Pharmaceutical Sciences

First Advisor

Frank A Barile

Second Advisor

Blase C Billack

Third Advisor

Jeanette C Perron


Examining epigenetic (EG) manifestations and genomic heterogeneity is a novel perspective to understand opioid induced toxicity. Aberrations in histone protein post-translational modifications (HP-PTM) induce perturbations in chromatin integrity resulting in consequences for genomic expression patterns. In the current study, we hypothesize that chronic exposure to morphine sulfate (MS) alters histone-3-protein (H3)-PTM and disrupts STAT3 gene expression in human induced pluripotent stem cells (iPSC). We analyzed 21 genomic H3-PTM following exposure to 1 and 10 uM MS for 2 and 5 days. The results showed decreases in levels of repressive H3-PTM, namely H3K9me1 (2 day) and H3K27me3 (5 day). To confirm if these changes were reversible, cells were allowed to recover for 3 days in the absence of MS; genomic levels of both H3K9me1 and H3K27me3 rebounded to control levels, suggesting that MS induced EG effects are reversible and not heritable. Additionally, decreases in levels of H3K9me1 and H3K27me3 were concentration dependent and were not antagonized by pre-exposure of iPSC to naltrexone indicating that EG effects are independent of opioid receptor antagonism. Continuous chronic MS exposure for through 10 passages rendered the levels of histone modifications to increase by day 26. In addition, exposure for 2 days resulted in significant up-regulation of STAT3 gene expression which plunged with continuing MS exposure. This characteristic transcriptional up-regulation coupled with translational downregulation of STAT3 demonstrates the ability of MS mediated gene expression disruption.
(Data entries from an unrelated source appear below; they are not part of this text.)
#[cfg(test)]
mod tests {
    use super::*;
    use idf_core::DiagnosticKind;
    use idf_test::fixtures::{self, standard_schema};

    fn processed(text: &str) -> InputProcessor {
        let mut processor = InputProcessor::new(standard_schema());
        processor.process_idf(text);
        processor
    }

    // ==================== Pipeline tests ====================

    #[test]
    fn test_office_processes_cleanly() {
        let processor = processed(fixtures::OFFICE_IDF);
        assert!(processor.diagnostics().is_empty());
        assert_eq!(processor.document().total_instances(), 9);
        assert_eq!(processor.unused_count(), 9);
    }

    #[test]
    fn test_decode_and_validation_diagnostics_accumulate() {
        let processor = processed("Building, HQ, 0, Swamp;\nBogus, X;\n");
        let kinds: Vec<DiagnosticKind> = processor
            .diagnostics()
            .errors()
            .iter()
            .map(|d| d.kind())
            .collect();
        assert!(kinds.contains(&DiagnosticKind::UnknownObjectType));
        assert!(kinds.contains(&DiagnosticKind::Enum));
    }

    #[test]
    fn test_validate_is_repeatable() {
        let processor = processed("Building, HQ;\nZone, Z, 0, 0;\n");
        assert_eq!(processor.validate(), processor.validate());
        assert_eq!(processor.validate().error_count(), 1);
    }

    #[test]
    fn test_process_epjson() {
        let mut processor = InputProcessor::new(standard_schema());
        let text = r#"{"Building": {"HQ": {"terrain": "City"}}, "Zone": {"Z1": {}}}"#;
        let found = processor.process_epjson(text).unwrap();
        assert!(!found.has_errors());
        assert_eq!(processor.get_num_objects_found("Zone"), 1);
    }

    #[test]
    fn test_process_epjson_rejects_malformed_json() {
        let mut processor = InputProcessor::new(standard_schema());
        assert!(processor.process_epjson("{not json").is_err());
        assert_eq!(processor.get_num_objects_found("Zone"), 0);
    }

    #[test]
    fn test_process_document() {
        let mut processor = InputProcessor::new(standard_schema());
        processor.process_document(fixtures::office_document());
        assert_eq!(processor.get_num_objects_found("Zone"), 2);
    }

    // ==================== Accessor tests ====================

    #[test]
    fn test_num_objects_found_any_case() {
        let processor = processed(fixtures::OFFICE_IDF);
        assert_eq!(processor.get_num_objects_found("Zone"), 2);
        assert_eq!(processor.get_num_objects_found("zone"), 2);
        assert_eq!(processor.get_num_objects_found("NONEXISTENT"), 0);
        assert_eq!(processor.get_num_objects_found("Building"), 1);
    }

    #[test]
    fn test_num_objects_found_for_known_type_absent_from_input() {
        let processor = processed("Building, HQ;\n");
        assert_eq!(processor.get_num_objects_found("RunPeriod"), 0);
    }

    #[test]
    fn test_num_objects_found_does_not_mark_used() {
        let processor = processed(fixtures::OFFICE_IDF);
        processor.get_num_objects_found("Zone");
        assert_eq!(processor.unused_count(), 9);
    }

    #[test]
    fn test_get_object_item_by_occurrence() {
        let mut processor = processed(fixtures::OFFICE_IDF);
        let second = processor.get_object_item("ZONE", 2).unwrap();
        assert_eq!(second.object_type, "Zone");
        assert_eq!(second.name, "Perimeter Zone");
        assert_eq!(second.alphas[0].value, "PERIMETER ZONE");
        assert_eq!(second.numeric_values(), vec![10.0, 2.0, 250.5]);
    }

    #[test]
    fn test_get_object_item_unknown_type() {
        let mut processor = processed(fixtures::OFFICE_IDF);
        assert_eq!(
            processor.get_object_item("NONEXISTENT", 1),
            Err(AccessError::UnknownObjectType("NONEXISTENT".to_string()))
        );
    }

    #[test]
    fn test_get_object_item_occurrence_out_of_range() {
        let mut processor = processed(fixtures::OFFICE_IDF);
        for occurrence in [0, 3] {
            assert_eq!(
                processor.get_object_item("Zone", occurrence),
                Err(AccessError::OccurrenceOutOfRange {
                    object_type: "Zone".to_string(),
                    occurrence,
                    available: 2,
                })
            );
        }
        assert_eq!(processor.unused_count(), 9);
    }

    #[test]
    fn test_get_object_item_marks_used_once() {
        let mut processor = processed(fixtures::OFFICE_IDF);
        processor.get_object_item("Zone", 1).unwrap();
        processor.get_object_item("Zone", 1).unwrap();
        assert_eq!(processor.unused_count(), 8);
        assert!(!processor
            .unused_objects()
            .any(|(object_type, name)| object_type == "Zone" && name == "Core Zone"));
    }

    #[test]
    fn test_get_object_item_num() {
        let processor = processed(fixtures::OFFICE_IDF);
        assert_eq!(processor.get_object_item_num("Zone", "perimeter zone"), Some(2));
        assert_eq!(processor.get_object_item_num("zone", "Core Zone"), Some(1));
        assert_eq!(processor.get_object_item_num("Zone", "Attic"), None);
        assert_eq!(processor.get_object_item_num("NONEXISTENT", "Core Zone"), None);
    }

    #[test]
    fn test_get_object_item_num_by_field() {
        let processor = processed(fixtures::OFFICE_IDF);
        assert_eq!(
            processor.get_object_item_num_by_field(
                "ZoneHVAC:IdealLoadsAirSystem",
                "zone_supply_air_node_name",
                "CORE SUPPLY INLET"
            ),
            Some(1)
        );
        assert_eq!(
            processor.get_object_item_num_by_field("Zone", "name", "perimeter zone"),
            Some(2)
        );
        assert_eq!(
            processor.get_object_item_num_by_field("Zone", "zone_inside_convection_algorithm", "Simple"),
            None
        );
    }

    #[test]
    fn test_get_object_def_max_args() {
        let processor = processed(fixtures::OFFICE_IDF);
        let foo = processor.get_object_def_max_args("foo").unwrap();
        // name | a, b plus two [x, y] groups
        assert_eq!(foo, MaxArgs::new(1, 6));
        let zone = processor.get_object_def_max_args("Zone").unwrap();
        assert_eq!(zone, MaxArgs::new(2, 3));
        assert!(processor.get_object_def_max_args("NONEXISTENT").is_err());
    }

    #[test]
    fn test_get_max_schema_args() {
        let processor = processed(fixtures::OFFICE_IDF);
        let args = processor.get_max_schema_args();
        // Schedule:Compact: name, limits and four group values
        assert_eq!(args.alphas, 6);
        assert_eq!(args.numerics, 6);
        assert_eq!(args.args, 12);
    }

    // ==================== Orphan tests ====================

    #[test]
    fn test_fetched_object_omitted_from_orphan_report() {
        let config = ProcessorConfig::builder()
            .display_unused_objects(true)
            .display_all_warnings(true)
            .build();
        let mut processor = InputProcessor::with_config(standard_schema(), config);
        processor.process_idf(fixtures::UNUSED_IDF);
        processor.get_object_item("Zone", 1).unwrap();

        let report = processor.report_orphan_objects();
        let lines: Vec<&str> = report
            .warnings()
            .iter()
            .map(|d| d.message())
            .filter(|m| m.starts_with("Object="))
            .collect();
        assert!(!lines.contains(&"Object=Zone=Z1"));
        assert!(lines.contains(&"Object=Zone=Z2"));
        assert_eq!(report.error_count(), 2);
    }

    #[test]
    fn test_unused_objects_keep_input_order() {
        let mut processor = processed(fixtures::UNUSED_IDF);
        processor.get_object_item("Zone", 2).unwrap();
        processor.get_object_item("ZoneHVAC:IdealLoadsAirSystem", 1).unwrap();
        processor.get_object_item("Zone", 2).unwrap();

        assert_eq!(processor.unused_count(), 3);
        let unused: Vec<(&str, &str)> = processor.unused_objects().collect();
        assert_eq!(
            unused,
            vec![
                ("Building", "HQ"),
                ("Zone", "Z1"),
                ("ZoneHVAC:IdealLoadsAirSystem", "Loads Two"),
            ]
        );
    }

    #[test]
    fn test_fetching_every_object_of_large_model() {
        let text: String = (0..5000).map(|i| format!("Zone, Z{};\n", i)).collect();
        let mut processor = processed(&text);
        assert_eq!(processor.unused_count(), 5000);
        for occurrence in (1..=5000).rev() {
            processor.get_object_item("Zone", occurrence).unwrap();
        }
        assert_eq!(processor.unused_count(), 0);
        assert_eq!(processor.unused_objects().count(), 0);
    }

    // ==================== Reset tests ====================

    #[test]
    fn test_reset_clears_run_state() {
        let mut processor = processed("Bogus, X;\nZone, Z1;\n");
        assert!(processor.diagnostics().has_errors());
        processor.reset();
        assert!(processor.diagnostics().is_empty());
        assert!(processor.document().is_empty());
        assert_eq!(processor.get_num_objects_found("Zone"), 0);
        assert_eq!(processor.unused_count(), 0);
        assert!(processor.report_orphan_objects().is_empty());
    }

    #[test]
    fn test_second_run_does_not_inherit_state() {
        let mut processor = processed(fixtures::UNUSED_IDF);
        processor.process_idf("Building, HQ;\n");
        assert!(processor.diagnostics().is_empty());
        assert_eq!(processor.get_num_objects_found("Zone"), 0);
        assert_eq!(processor.unused_count(), 1);
    }
}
Interestingly, STAT3 protein levels remained at control levels when iPSC were pretreated with naltrexone prior to MS exposure. Controlled regulation of STAT3 signaling pathway is pivotal in sustaining and propagating pluripotency phenotype in stem cells. Furthermore, the levels of phosphorylated STAT3 at residues –tyrosine705 (STAT3-pTyr-705) and –serine727 (STAT3-pSer-727) were down-regulated on day 5 and day 2, correspondingly, following MS exposure. Together, the results indicate that MS alters pre-programmed genomic H3-PTM and induces STAT3 gene expression perturbations in iPSC.